Non si tratta di essere passatisti ma di essere semanticamente corretti. Forse, così si potranno meglio capire i risultati delle elezioni di qualche giorno fa, che stanno generando tantissime interpretazioni per cercare di entrare nella genesi delle scelte fatte dai votanti dell’area definita progressista. Dunque, il problema di fondo è vecchio ma ancora troppo poco dibattuto. Come si scrive: centro-sinistra o centrosinistra? Non è questione di lana caprina; è che, invece, un trattino cambia lo scenario di sfondo.
Un centro-sinistra vive di alleanze tra partiti di centro con partiti della sinistra. I partiti di centro si pongono a metà tra egualitaristi e conservatori; i partiti della sinistra sono, invece, di ideologia ed azione socialista riformista, marxista revisionista e marxista. Un centrosinistra senza trattino, invece, è un pot-pourri di cristiano-conservatori, liberali, popolari e cosiddetti socialdemocratici. Un centrosinistra così, diventa, però, una vivanda in cui gli ingredienti si mescolano sino a perdere il sapore individuale. Tanto è vero che, nel caso di specie, se solo si affaccia una piccola incomprensione tra i protagonisti (le vivande) del piatto da servire (il programma), basta prendere un poco di distanze dallo schieramento iniziale, aggiungere il nome di un leader di turno ad un simbolo appena scelto e condurre una battaglia come se fosse l’ultima, quella della vita.

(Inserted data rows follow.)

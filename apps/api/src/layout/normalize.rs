//! Text clean-up before layout.
//!
//! The PDF writer uses non-embedded built-in faces, which only cover printable
//! ASCII reliably. Model output routinely contains typographic quotes, dashes,
//! bullets and accented names, so every string headed for the PDF passes
//! through `normalize_for_builtin_font` first.

use unicode_normalization::char::is_combining_mark;
use unicode_normalization::UnicodeNormalization;

/// Substitute for characters with no ASCII approximation.
const REPLACEMENT: char = '?';

/// Folds a line of text onto printable ASCII.
pub fn normalize_for_builtin_font(text: &str) -> String {
    let mut out = String::with_capacity(text.len());
    for c in text.chars() {
        if c.is_ascii() {
            if c == '\t' {
                out.push(' ');
            } else if !c.is_ascii_control() {
                out.push(c);
            }
            continue;
        }
        match c {
            '\u{2018}' | '\u{2019}' | '\u{201A}' | '\u{201B}' | '\u{2032}' => out.push('\''),
            '\u{201C}' | '\u{201D}' | '\u{201E}' | '\u{2033}' => out.push('"'),
            '\u{2010}'..='\u{2015}' | '\u{2212}' => out.push('-'),
            '\u{2022}' | '\u{2023}' | '\u{2043}' | '\u{25AA}' | '\u{25CF}' | '\u{00B7}' => {
                out.push('-')
            }
            '\u{2026}' => out.push_str("..."),
            '\u{00A0}' | '\u{2002}'..='\u{200A}' | '\u{202F}' => out.push(' '),
            '\u{200B}' | '\u{FEFF}' => {}
            _ => fold_char(c, &mut out),
        }
    }
    out
}

/// Removes markdown strong-emphasis markers (`**`), which models add even when
/// asked for plain text.
pub fn strip_emphasis(text: &str) -> String {
    text.replace("**", "")
}

fn fold_char(c: char, out: &mut String) {
    let folded: String = std::iter::once(c)
        .nfkd()
        .filter(|d| !is_combining_mark(*d))
        .filter(|d| d.is_ascii() && !d.is_ascii_control())
        .collect();
    if folded.is_empty() {
        out.push(REPLACEMENT);
    } else {
        out.push_str(&folded);
    }
}

#[cfg(test)]
mod tests {
    use super::*;

    #[test]
    fn test_ascii_passes_through() {
        let text = "Pricing: $75,000 - $95,000 (50% upfront)";
        assert_eq!(normalize_for_builtin_font(text), text);
    }

    #[test]
    fn test_typographic_punctuation_is_folded() {
        assert_eq!(
            normalize_for_builtin_font("\u{201C}Client\u{201D} \u{2014} the party\u{2019}s agent\u{2026}"),
            "\"Client\" - the party's agent..."
        );
    }

    #[test]
    fn test_bullets_become_dashes() {
        assert_eq!(normalize_for_builtin_font("\u{2022} Discovery"), "- Discovery");
    }

    #[test]
    fn test_accents_are_folded() {
        assert_eq!(normalize_for_builtin_font("Café São Paulo"), "Cafe Sao Paulo");
    }

    #[test]
    fn test_unmappable_characters_are_replaced() {
        assert_eq!(normalize_for_builtin_font("价格"), "??");
    }

    #[test]
    fn test_control_characters_are_dropped_and_tabs_spaced() {
        assert_eq!(normalize_for_builtin_font("a\tb\u{0007}c"), "a bc");
    }

    #[test]
    fn test_strip_emphasis() {
        assert_eq!(strip_emphasis("**Total:** $10,000"), "Total: $10,000");
    }
}
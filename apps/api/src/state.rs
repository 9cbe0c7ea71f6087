use std::sync::Arc;

use crate::config::Config;
use crate::layout::PageStyle;
use crate::llm_client::TextGenerator;

/// Shared application state injected into all route handlers via Axum extractors.
#[derive(Clone)]
pub struct AppState {
    /// Text-generation backend. `LlmClient` in production; built once at startup.
    pub generator: Arc<dyn TextGenerator>,
    pub config: Config,
    /// PDF page geometry, fonts and heading rules.
    pub page_style: PageStyle,
}
// All LLM prompt constants for the drafting module.
// Reuses the cross-cutting format fragment from llm_client::prompts.

/// System prompt for proposal drafting.
pub const PROPOSAL_SYSTEM: &str = "You are a professional business proposal writer. \
    Create compelling, well-structured sales proposals that convert leads to customers.";

/// Proposal prompt template.
/// Replace: {project_name}, {project_details}, {pricing}, {extra_details_line},
///          {format_instruction}
pub const PROPOSAL_PROMPT_TEMPLATE: &str = r#"Create a professional sales proposal (not an email) formatted with clear headings,
based on the following project information:

Project Name: {project_name}
Project Details: {project_details}
Pricing: {pricing}
{extra_details_line}
The proposal should include these sections with clear headings:
- EXECUTIVE SUMMARY
- PROJECT OVERVIEW
- OUR APPROACH
- DELIVERABLES
- TIMELINE
- INVESTMENT
- NEXT STEPS

Use clear, professional headings in ALL CAPS for each section.
Make the content compelling and tailored to the specific project.

{format_instruction}"#;

/// System prompt for agreement drafting.
pub const AGREEMENT_SYSTEM: &str = "You are a legal document writer. \
    Create comprehensive, professional legal agreements that protect both parties' \
    interests while being clear and enforceable.";

/// Agreement prompt template.
/// Replace: {project_name}, {project_details}, {pricing}, {party_a}, {party_b},
///          {extra_details_line}, {format_instruction}
pub const AGREEMENT_PROMPT_TEMPLATE: &str = r#"Create a professional legal agreement between two parties, formatted with clear headings,
based on the following information:

Project Name: {project_name}
Project Details: {project_details}
Pricing: {pricing}
Party A: {party_a}
Party B: {party_b}
{extra_details_line}
The agreement should include:
- Clear identification of both parties
- Project scope and deliverables
- Terms and conditions
- Payment terms and schedule
- Timeline and milestones
- Intellectual property rights
- Confidentiality clauses
- Termination conditions
- Legal jurisdiction
- Professional legal formatting

{format_instruction}"#;
/// Structured inputs for a proposal draft.
#[derive(Debug, Clone, PartialEq, Eq)]
pub struct ProjectBrief {
    pub project_name: String,
    pub project_details: String,
    pub pricing: String,
    pub extra_details: Option<String>,
}

/// Structured inputs for an agreement draft: a project plus both parties.
#[derive(Debug, Clone, PartialEq, Eq)]
pub struct AgreementBrief {
    pub project: ProjectBrief,
    pub party_a: String,
    pub party_b: String,
}

impl ProjectBrief {
    /// Extra details, if any were supplied with non-whitespace content.
    pub fn extra_details(&self) -> Option<&str> {
        self.extra_details
            .as_deref()
            .map(str::trim)
            .filter(|s| !s.is_empty())
    }
}
// SPDX-License-Identifier: AGPL-3.0-or-later
// Copyright (c) 2025 ReifyDB

use tessera_type::{Diagnostic, Error, IntoDiagnostic};

#[derive(Debug, Clone, PartialEq, thiserror::Error)]
pub enum EngineError {
	#[error("invalid window frame {frame}: {reason}")]
	InvalidFrame {
		frame: String,
		reason: String,
	},

	#[error("window function {name} was resolved for {expected} arguments but got {actual} argument expressions")]
	ArgumentCountMismatch {
		name: String,
		expected: usize,
		actual: usize,
	},

	#[error("failed to build the window thread pool: {reason}")]
	ThreadPool {
		reason: String,
	},
}

impl IntoDiagnostic for EngineError {
	fn into_diagnostic(self) -> Diagnostic {
		let message = self.to_string();
		let (code, label, help) = match &self {
			EngineError::InvalidFrame {
				..
			} => (
				"WINDOW_001",
				"invalid frame",
				Some("RANGE frames only accept UNBOUNDED and CURRENT ROW bounds, and the start must not follow the end"
					.to_string()),
			),
			EngineError::ArgumentCountMismatch {
				..
			} => (
				"WINDOW_002",
				"argument count mismatch",
				Some("Resolve the function with one type per argument expression".to_string()),
			),
			EngineError::ThreadPool {
				..
			} => ("WINDOW_003", "thread pool unavailable", None),
		};

		Diagnostic {
			code: code.to_string(),
			message,
			label: Some(label.to_string()),
			help,
			notes: vec![],
			cause: None,
		}
	}
}

impl From<EngineError> for Error {
	fn from(err: EngineError) -> Self {
		Error(Box::new(err.into_diagnostic()))
	}
}
// SPDX-License-Identifier: MIT
// Copyright (c) 2025 ReifyDB

#![cfg_attr(not(debug_assertions), deny(warnings))]

pub mod codec;
pub mod error;
pub mod stream;
pub mod value;

pub use codec::Streamer;
pub use error::{Diagnostic, Error, IntoDiagnostic, TypeError};
pub use value::{
	Object, OrderedF32, OrderedF64, Value,
	r#type::{ObjectType, ObjectTypeBuilder, Precedence, Type},
};

pub type Result<T> = std::result::Result<T, Error>;
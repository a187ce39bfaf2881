// SPDX-License-Identifier: MIT
// Copyright (c) 2025 ReifyDB

use std::{
	hash::{Hash, Hasher},
	sync::Arc,
};

use indexmap::IndexMap;
use serde::{Deserialize, Serialize};

use super::Type;

/// Type of an object value. Either schema-less, in which case values are
/// streamed self-describing, or carrying an ordered field to type mapping.
///
/// The field map is shared: cloning an `ObjectType` never copies the schema.
#[derive(Clone, Debug, Default, Serialize, Deserialize)]
pub struct ObjectType {
	fields: Option<Arc<IndexMap<String, Type>>>,
}

impl ObjectType {
	pub const ID: u8 = 12;
	pub const NAME: &'static str = "object";

	/// An object type without a schema.
	pub fn untyped() -> Self {
		Self {
			fields: None,
		}
	}

	pub fn builder() -> ObjectTypeBuilder {
		ObjectTypeBuilder::default()
	}

	pub fn fields(&self) -> Option<&IndexMap<String, Type>> {
		self.fields.as_deref()
	}

	pub fn field(&self, name: &str) -> Option<&Type> {
		self.fields.as_ref().and_then(|fields| fields.get(name))
	}

	pub fn has_schema(&self) -> bool {
		self.fields.is_some()
	}

	pub(crate) fn from_fields(fields: IndexMap<String, Type>) -> Self {
		Self {
			fields: Some(Arc::new(fields)),
		}
	}
}

// Field order is part of the wire contract, so it is part of equality too.
impl PartialEq for ObjectType {
	fn eq(&self, other: &Self) -> bool {
		match (&self.fields, &other.fields) {
			(None, None) => true,
			(Some(l), Some(r)) => Arc::ptr_eq(l, r) || (l.len() == r.len() && l.iter().eq(r.iter())),
			_ => false,
		}
	}
}

impl Eq for ObjectType {}

impl Hash for ObjectType {
	fn hash<H: Hasher>(&self, state: &mut H) {
		match &self.fields {
			None => 0u8.hash(state),
			Some(fields) => {
				1u8.hash(state);
				fields.len().hash(state);
				for (name, ty) in fields.iter() {
					name.hash(state);
					ty.hash(state);
				}
			}
		}
	}
}

#[derive(Debug, Default)]
pub struct ObjectTypeBuilder {
	fields: IndexMap<String, Type>,
}

impl ObjectTypeBuilder {
	/// Declares a field. Redeclaring a name replaces its type and keeps its
	/// original position.
	pub fn field(mut self, name: impl Into<String>, ty: impl Into<Type>) -> Self {
		self.fields.insert(name.into(), ty.into());
		self
	}

	pub fn build(self) -> ObjectType {
		ObjectType::from_fields(self.fields)
	}
}

#[cfg(test)]
mod tests {
	use std::{
		collections::hash_map::DefaultHasher,
		hash::{Hash, Hasher},
	};

	use super::*;

	fn hash_of(ty: &ObjectType) -> u64 {
		let mut hasher = DefaultHasher::new();
		ty.hash(&mut hasher);
		hasher.finish()
	}

	#[test]
	fn test_equality_respects_field_order() {
		let l = ObjectType::builder().field("x", Type::Integer).field("y", Type::Text).build();
		let r = ObjectType::builder().field("y", Type::Text).field("x", Type::Integer).build();
		assert_ne!(l, r);
		assert_eq!(l, l.clone());
		assert_eq!(hash_of(&l), hash_of(&l.clone()));
	}

	#[test]
	fn test_untyped_differs_from_empty_schema() {
		let empty = ObjectType::builder().build();
		assert_ne!(ObjectType::untyped(), empty);
		assert!(empty.has_schema());
		assert!(!ObjectType::untyped().has_schema());
	}

	#[test]
	fn test_redeclared_field_keeps_position() {
		let ty = ObjectType::builder().field("a", Type::Integer).field("b", Type::Text).field("a", Type::Long).build();
		let fields: Vec<(&str, &Type)> = ty.fields().unwrap().iter().map(|(k, v)| (k.as_str(), v)).collect();
		assert_eq!(fields, vec![("a", &Type::Long), ("b", &Type::Text)]);
	}

	#[test]
	fn test_clone_shares_schema() {
		let ty = ObjectType::builder().field("a", Type::Integer).build();
		let clone = ty.clone();
		assert!(std::ptr::eq(ty.fields().unwrap(), clone.fields().unwrap()));
	}
}
// SPDX-License-Identifier: AGPL-3.0-or-later
// Copyright (c) 2025 ReifyDB

use std::sync::Arc;

use tessera_type::{Result, Value};

use super::{WindowFrameState, WindowFunction, argument_at, integral_arg, window_implementation};
use crate::{BaseResolver, CollectExpression, FuncParams, FunctionInfo, FunctionsBuilder, Param};

#[derive(Debug, Clone, Copy, PartialEq, Eq)]
enum Direction {
	Backward,
	Forward,
}

/// `lag` and `lead`: the argument evaluated `offset` rows before or after the
/// current row within the partition, or the default when that row does not
/// exist. The frame is ignored.
pub struct Offset {
	info: FunctionInfo,
	direction: Direction,
}

window_implementation!(Offset);

impl WindowFunction for Offset {
	fn execute(
		&self,
		row_idx: usize,
		frame: &WindowFrameState<'_>,
		expressions: &[Arc<dyn CollectExpression>],
		args: &[Value],
	) -> Result<Value> {
		let name = self.info.name();
		let offset = match integral_arg(name, args, 1)? {
			None => 1,
			Some(Some(offset)) => offset,
			Some(None) => return Ok(Value::Null),
		};
		let default = args.get(2).cloned().unwrap_or(Value::Null);

		let shift = match self.direction {
			Direction::Backward => offset.checked_neg(),
			Direction::Forward => Some(offset),
		};
		let target = shift.and_then(|shift| (row_idx as i64).checked_add(shift));
		match target.and_then(|t| usize::try_from(t).ok()) {
			Some(index) if index < frame.partition_len() => argument_at(name, frame, expressions, index),
			_ => Ok(default),
		}
	}
}

fn params() -> FuncParams {
	FuncParams::none().required(Param::Any).optional(Param::Integral).optional(Param::Any)
}

pub(super) fn register(builder: &mut FunctionsBuilder) -> Result<()> {
	builder.register(
		"lag",
		BaseResolver::new(params(), |name, arg_types| {
			Ok(Arc::new(Offset {
				info: FunctionInfo::window(name, arg_types, arg_types[0].clone()),
				direction: Direction::Backward,
			}))
		}),
	)?;
	builder.register(
		"lead",
		BaseResolver::new(params(), |name, arg_types| {
			Ok(Arc::new(Offset {
				info: FunctionInfo::window(name, arg_types, arg_types[0].clone()),
				direction: Direction::Forward,
			}))
		}),
	)?;
	Ok(())
}
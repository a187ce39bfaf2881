// SPDX-License-Identifier: AGPL-3.0-or-later
// Copyright (c) 2025 ReifyDB

/// Controls how a [`WindowExecutor`](crate::WindowExecutor) spreads
/// partitions over threads.
#[derive(Debug, Clone, PartialEq, Eq)]
pub struct ExecutorConfig {
	pub parallel: bool,
	pub threads: usize,
	pub min_parallel_partitions: usize,
}

impl Default for ExecutorConfig {
	fn default() -> Self {
		Self {
			parallel: true,
			threads: 0,
			min_parallel_partitions: 2,
		}
	}
}

impl ExecutorConfig {
	pub fn new() -> Self {
		Self::default()
	}

	/// Evaluate partitions on rayon (default: true).
	pub fn parallel(mut self, parallel: bool) -> Self {
		self.parallel = parallel;
		self
	}

	/// Size of a dedicated thread pool, 0 uses rayon's global pool (default: 0).
	pub fn threads(mut self, threads: usize) -> Self {
		self.threads = threads;
		self
	}

	/// Below this many partitions the executor stays on the calling thread (default: 2).
	pub fn min_parallel_partitions(mut self, min: usize) -> Self {
		self.min_parallel_partitions = min;
		self
	}
}
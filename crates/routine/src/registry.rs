// SPDX-License-Identifier: AGPL-3.0-or-later
// Copyright (c) 2025 ReifyDB

use std::{collections::HashMap, sync::Arc};

use dashmap::DashMap;
use tessera_type::{Result, Type, return_error};
use tracing::{debug, instrument, trace};

use crate::{FunctionIdent, FunctionImplementation, FunctionResolver, error::RoutineError};

/// Read-only function registry. Resolution results are cached per
/// [`FunctionIdent`], so every caller asking for the same signature shares
/// one implementation.
pub struct Functions {
	resolvers: HashMap<String, Arc<dyn FunctionResolver>>,
	cache: DashMap<FunctionIdent, Arc<dyn FunctionImplementation>>,
}

impl Functions {
	pub fn builder() -> FunctionsBuilder {
		FunctionsBuilder::default()
	}

	pub fn contains(&self, name: &str) -> bool {
		self.resolvers.contains_key(&name.to_lowercase())
	}

	pub fn names(&self) -> Vec<&str> {
		let mut names: Vec<&str> = self.resolvers.keys().map(String::as_str).collect();
		names.sort_unstable();
		names
	}

	#[instrument(name = "routine::functions::resolve", level = "debug", skip(self))]
	pub fn resolve(&self, name: &str, arg_types: &[Type]) -> Result<Arc<dyn FunctionImplementation>> {
		let name = name.to_lowercase();
		let ident = FunctionIdent::new(name.as_str(), arg_types.to_vec());

		if let Some(cached) = self.cache.get(&ident) {
			trace!(%ident, "resolved from cache");
			return Ok(cached.value().clone());
		}

		let Some(resolver) = self.resolvers.get(&name) else {
			return_error!(RoutineError::UnknownFunction {
				name
			});
		};
		let resolved = resolver.resolve(&name, arg_types)?;

		// a concurrent caller may have won the race, keep whatever got in first
		let entry = self.cache.entry(ident).or_insert(resolved);
		Ok(entry.value().clone())
	}

	/// Like [`resolve`](Self::resolve), but the implementation must be usable
	/// as a window function.
	pub fn resolve_window(&self, name: &str, arg_types: &[Type]) -> Result<Arc<dyn FunctionImplementation>> {
		let resolved = self.resolve(name, arg_types)?;
		if resolved.as_window().is_none() {
			return_error!(RoutineError::NotAWindowFunction {
				name: resolved.info().name().to_string()
			});
		}
		Ok(resolved)
	}
}

#[derive(Default)]
pub struct FunctionsBuilder {
	resolvers: HashMap<String, Arc<dyn FunctionResolver>>,
}

impl FunctionsBuilder {
	pub fn register<R>(&mut self, name: &str, resolver: R) -> Result<&mut Self>
	where
		R: FunctionResolver + 'static,
	{
		let name = name.to_lowercase();
		if self.resolvers.contains_key(&name) {
			return_error!(RoutineError::DuplicateFunction {
				name
			});
		}
		self.resolvers.insert(name, Arc::new(resolver));
		Ok(self)
	}

	#[instrument(name = "routine::functions::build", level = "debug", skip(self))]
	pub fn build(self) -> Functions {
		debug!(functions = self.resolvers.len(), "function registry built");
		Functions {
			resolvers: self.resolvers,
			cache: DashMap::new(),
		}
	}
}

Ora, siccome la regola è di non meravigliarsi mai, appare inutile continuare a rincorrere analisi di comportamenti elettorali, che sono stati, invece, chirurgicamente confezionati dagli stessi destinatari dei voti degli elettori. I quali ultimi sono, di volta in volta, definiti ottusi o acuti, asini o volpi (con tutto il rispetto per gli animali), servili o autonomi, cittadini o sudditi a seconda delle scelte fatte e dell’utilità del voto espresso a vantaggio dell’uno o dell’altro competitor.
Si è, ormai, stanchi di un tale ( ripetuto) atteggiamento. Il problema è, piuttosto, decidere, da parte dei vertici, se quel trattino, che sembra di una inutilità unica, deve comparire o meno. Quel trattino, infatti, è in grado di cambiare la società e la politica, la cultura e la storia. Nel caso, infatti, di un centro, che indistintamente può collocarsi in un centrodestra o in un centrosinistra, il trattino che separa il centro dalla sinistra (o dalla destra) definisce in modo in chiaro e marcato l’esistenza di una sinistra (o di una destra). E, nonostante le formule come post-comunismo o post-consumismo, le differenze ci sono – restano e come! – tra la destra, il centro e la sinistra. Ci sono nei comportamenti quotidiani, nella cultura, nel valore della memoria, nella visione del mondo, nelle arti e nella scuola. Che tradotti opportunamente generano le scelte e la responsabilità delle scelte tra l’accoglienza ed il rifiuto degli extracomunitari, tra la cultura plurale e quella solo localistica, tra la ricerca di soluzioni a problemi e la consuetudine a inventarsi pifferai magici.
In fondo, perciò, continuare a parlare dei risultati del centro-sinistra (non del centrosinistra) presuppone che nella formula politica sia presente una sinistra, che al momento appare latitante, assente, cancellata o semplicemente asservita a logiche centriste di potere, di utili personali, di calcoli elettorali fino a flagellarsi.